In its recent Sunday edition, America’s newspaper of record ran a front-page article on the challenges facing gay Catholic priests titled “A Silent Crisis for Gay Priests.” It is the most recent specimen of the journalistic genre of suffering-gay-Catholic-priests-in-an-unwelcoming-Church. The narrative is well-known by now: a Church which fails to welcome gay priests, whose leaders may well reject them, and where they must stay in the closet has made their “closet” into a cage. This narrative has been developed on the pages of the New York Times, America Magazine, and Fr. James Martin’s book.
This latest article is flawed; the narrative is false. The flaw is that this and other such articles do not really address Catholicism. In fact, this popular narrative badly misunderstands both the Catholic Church and the priest himself.
Who is the priest? He may identify as “gay,” but this is not what God made him to be. Because of genetic or psychological factors, or perhaps some other influences, his neuronal networks or hormonal balance may cause him to find other men sexually desirable.

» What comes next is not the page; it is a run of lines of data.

//! Argon2 password hashing

use argon2::{Argon2, PasswordHash, PasswordHasher, PasswordVerifier, password_hash::SaltString};

use crate::error::{AuthError, AuthResult};

/// Hash a plaintext password into a PHC string
pub fn hash_password(password: &str) -> AuthResult<String> {
    let salt = SaltString::generate(&mut rand::thread_rng());
    Argon2::default()
        .hash_password(password.as_bytes(), &salt)
        .map(|hash| hash.to_string())
        .map_err(|e| AuthError::Internal(format!("Failed to hash password: {}", e)))
}

/// Verify a password against a stored PHC string.
///
/// Argon2 compares digests in constant time. An unparsable stored hash is
/// treated as a mismatch.
pub fn verify_password(password: &str, stored_hash: &str) -> bool {
    match PasswordHash::new(stored_hash) {
        Ok(parsed) => Argon2::default()
            .verify_password(password.as_bytes(), &parsed)
            .is_ok(),
        Err(_) => false,
    }
}

#[cfg(test)]
mod tests {
    use super::*;

    #[test]
    fn hash_then_verify() {
        let hash = hash_password("Nyumba2024").expect("hashing succeeds");
        assert!(hash.starts_with("$argon2"));
        assert!(verify_password("Nyumba2024", &hash));
        assert!(!verify_password("nyumba2024", &hash));
    }

    #[test]
    fn garbage_hash_never_verifies() {
        assert!(!verify_password("anything", "not-a-phc-string"));
    }
}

Like every other human being he is embodied, and bodily appetites are frequently disordered or misdirected. More important, however, is that he has a rational soul, and in virtue of that soul he can know truths and desire the good. It is in virtue of the soul that he is what he is and becomes who he is to be. The priest is a man.
The priest is also baptized, joined permanently to Christ as a member of his Body. From his mother’s womb he has been called to God the Father. The point of his life is union with God—that is, holiness. Therefore, he (and, indeed, every Christian) is called to chastity, without which mature, self-giving love is impossible. That he may be sexually attracted to men is irrelevant. He should be chaste, and for most of us chastity is hard.